- WHAT TO WORK ON
Find how many lines in the entries below carry the word "impl" and answer with only that figure.

[THE INPUT Boundary: Start]

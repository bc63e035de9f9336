//! Checkpoint writer
//!
//! Writes each owned parameter of each layer, and each momentum buffer,
//! to its own `.npy` file and records it in the epoch index.

use bytes::Bytes;
use ndarray::ArrayD;
use std::path::PathBuf;
use tracing::{debug, info, warn};

use super::index::{CheckpointIndex, EntryKind, IndexEntry};
use super::params::{ParamSet, ParamSlot};
use crate::array_io;
use crate::error::{ConvoyError, Result};

/// `<slot>_<layer>_<epoch>.npy`
pub fn weight_file_name(slot: ParamSlot, layer: usize, epoch: u64) -> String {
    format!("{}_{}_{}.npy", slot.name(), layer, epoch)
}

/// `mom_<idx>_<epoch>.npy`
pub fn momentum_file_name(idx: usize, epoch: u64) -> String {
    format!("mom_{}_{}.npy", idx, epoch)
}

/// Writes checkpoints into one weights directory
#[derive(Debug, Clone)]
pub struct CheckpointWriter {
    dir: PathBuf,
}

impl CheckpointWriter {
    /// Create a writer, creating `dir` if needed
    pub fn new(dir: impl Into<PathBuf>) -> Result<Self> {
        let dir = dir.into();
        std::fs::create_dir_all(&dir).map_err(|source| ConvoyError::Io {
            path: dir.clone(),
            source,
        })?;
        Ok(Self { dir })
    }

    /// Save every owned parameter of every layer for `epoch`
    pub fn save_weights<L: ParamSet>(&self, layers: &[L], epoch: u64) -> Result<usize> {
        let mut pending = Vec::new();
        for (idx, layer) in layers.iter().enumerate() {
            for slot in ParamSlot::ALL {
                if let Some(value) = layer.param(slot) {
                    pending.push((weight_file_name(slot, idx, epoch), value, EntryKind::Weight));
                }
            }
        }

        let written = self.write_epoch(epoch, &pending)?;
        info!(
            "Saved {} parameter files for {} layers at epoch {}",
            written,
            layers.len(),
            epoch
        );
        Ok(written)
    }

    /// Save momentum buffers by position for `epoch`
    pub fn save_momentums(&self, vels: &[ArrayD<f32>], epoch: u64) -> Result<usize> {
        let pending: Vec<_> = vels
            .iter()
            .enumerate()
            .map(|(idx, vel)| (momentum_file_name(idx, epoch), vel, EntryKind::Momentum))
            .collect();

        let written = self.write_epoch(epoch, &pending)?;
        info!("Saved {} momentum buffers at epoch {}", written, epoch);
        Ok(written)
    }

    /// Write `pending` files and record them in the epoch index
    ///
    /// Entries about to be overwritten are dropped from the index before
    /// any file is touched, and the index is stored again even when a
    /// write fails, so it never vouches for bytes that are not on disk.
    fn write_epoch(
        &self,
        epoch: u64,
        pending: &[(String, &ArrayD<f32>, EntryKind)],
    ) -> Result<usize> {
        let mut index = CheckpointIndex::load(&self.dir, epoch)?
            .unwrap_or_else(|| CheckpointIndex::new(epoch));
        for (file, _, _) in pending {
            index.remove(file);
        }
        index.store(&self.dir)?;

        let mut outcome = Ok(0);
        for (file, value, kind) in pending {
            match self.write_array(file, value, *kind) {
                Ok(entry) => {
                    index.upsert(entry);
                    outcome = outcome.map(|n| n + 1);
                }
                Err(e) => {
                    warn!("Checkpoint write of {} failed: {}", file, e);
                    outcome = Err(e);
                    break;
                }
            }
        }

        index.store(&self.dir)?;
        outcome
    }

    fn write_array(&self, file: &str, value: &ArrayD<f32>, kind: EntryKind) -> Result<IndexEntry> {
        let path = self.dir.join(file);
        let data: Bytes = array_io::encode(value, &path)?;
        let crc32c = crc32c::crc32c(&data);

        std::fs::write(&path, &data).map_err(|source| ConvoyError::Io {
            path: path.clone(),
            source,
        })?;

        debug!("Wrote {} ({} bytes, crc32c={})", file, data.len(), crc32c);

        Ok(IndexEntry {
            file: file.to_string(),
            kind,
            byte_size: data.len() as u64,
            crc32c,
        })
    }
}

[THE INPUT Boundary: End]

- EXERCISE SOLUTION
2